Cases of a ten-year-old boy with childhood cerebral adrenoleukodystrophy (ALD) and a 22-year-old youngster with adrenomyeloneuropathy (AMN) are reported. ALD is an inherited, X-linked perixisomal disorder associated with the accumulation of very long chain fatty acids (VLCFA). Neurological symptoms occur due to progressive demyelination and destruction of cerebral white matter and primary adrenal insufficiency. The boy with ALD manifested neurological signs (impaired spatial orientation, visual disturbances, poor handwriting, seizures).

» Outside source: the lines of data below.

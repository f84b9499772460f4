//! Execution status

use serde::{Deserialize, Serialize};
use std::fmt;
use std::str::FromStr;

/// Status of an execution, stage or task.
///
/// `NOT_STARTED -> RUNNING -> {SUCCEEDED, FAILED_CONTINUE, TERMINAL, CANCELED,
/// STOPPED, SKIPPED}`, with `RUNNING <-> PAUSED` and `BUFFERED` for executions
/// held pending admission.
#[derive(Debug, Clone, Copy, PartialEq, Eq, Hash, Serialize, Deserialize)]
#[serde(rename_all = "SCREAMING_SNAKE_CASE")]
pub enum ExecutionStatus {
    NotStarted,
    Buffered,
    Running,
    Paused,
    Succeeded,
    FailedContinue,
    Terminal,
    Canceled,
    Stopped,
    Skipped,
}

impl ExecutionStatus {
    /// True for statuses that end an execution. Completed executions do not
    /// transition further.
    pub fn is_complete(self) -> bool {
        matches!(
            self,
            ExecutionStatus::Succeeded
                | ExecutionStatus::FailedContinue
                | ExecutionStatus::Terminal
                | ExecutionStatus::Canceled
                | ExecutionStatus::Stopped
                | ExecutionStatus::Skipped
        )
    }

    /// All completed statuses, in a stable order.
    pub fn completed() -> Vec<ExecutionStatus> {
        vec![
            ExecutionStatus::Succeeded,
            ExecutionStatus::FailedContinue,
            ExecutionStatus::Terminal,
            ExecutionStatus::Canceled,
            ExecutionStatus::Stopped,
            ExecutionStatus::Skipped,
        ]
    }

    /// Wire name as stored in the flat hash representation.
    pub fn as_str(self) -> &'static str {
        match self {
            ExecutionStatus::NotStarted => "NOT_STARTED",
            ExecutionStatus::Buffered => "BUFFERED",
            ExecutionStatus::Running => "RUNNING",
            ExecutionStatus::Paused => "PAUSED",
            ExecutionStatus::Succeeded => "SUCCEEDED",
            ExecutionStatus::FailedContinue => "FAILED_CONTINUE",
            ExecutionStatus::Terminal => "TERMINAL",
            ExecutionStatus::Canceled => "CANCELED",
            ExecutionStatus::Stopped => "STOPPED",
            ExecutionStatus::Skipped => "SKIPPED",
        }
    }
}

impl Default for ExecutionStatus {
    fn default() -> Self {
        ExecutionStatus::NotStarted
    }
}

impl fmt::Display for ExecutionStatus {
    fn fmt(&self, f: &mut fmt::Formatter<'_>) -> fmt::Result {
        f.write_str(self.as_str())
    }
}

impl FromStr for ExecutionStatus {
    type Err = String;

    fn from_str(s: &str) -> Result<Self, Self::Err> {
        match s {
            "NOT_STARTED" => Ok(ExecutionStatus::NotStarted),
            "BUFFERED" => Ok(ExecutionStatus::Buffered),
            "RUNNING" => Ok(ExecutionStatus::Running),
            "PAUSED" => Ok(ExecutionStatus::Paused),
            "SUCCEEDED" => Ok(ExecutionStatus::Succeeded),
            "FAILED_CONTINUE" => Ok(ExecutionStatus::FailedContinue),
            "TERMINAL" => Ok(ExecutionStatus::Terminal),
            "CANCELED" => Ok(ExecutionStatus::Canceled),
            "STOPPED" => Ok(ExecutionStatus::Stopped),
            "SKIPPED" => Ok(ExecutionStatus::Skipped),
            other => Err(format!("unknown execution status: {}", other)),
        }
    }
}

Latent primary adrenal insufficiency was established, and successfully treated by gluco- and mineralocorticoids. Lorenzo's oil (mixture of glyceroltrioleate:glyceroltrierucate 4:1) treatment significantly reduced elevated concentrations of VLCFA, but in spite of that, neurological symptoms progressed and the boy died a year after the initial clinical presentation of the disease. The boy with AMN revealed primary adrenal insufficiency at the age of 15 years. AMN was suspected when hair and eyebrows loss occurred and the diagnosis was established due to elevated VLCFA levels in the serum at the age of 22 years. On examination no neurologic signs of the disease could be detected. Adrenal insufficiency is well controlled by gluco- and mineralocorticoids. In addition to the previously described two women who were symptomatic heterozygotes we now also report on two patients with ALD and AMN. The patients reported are the first four with this peroxisomal disorder described in Croatia so far. Probably a great number of such patients remains unrecognised. Therefore, it is necessary to measure the serum VLCFA levels in males with primary adrenal insufficiency, and in those with signs of progressive central demyelination and destruction of cerebral white matter accompanied by neurological symptoms of unknown etiology.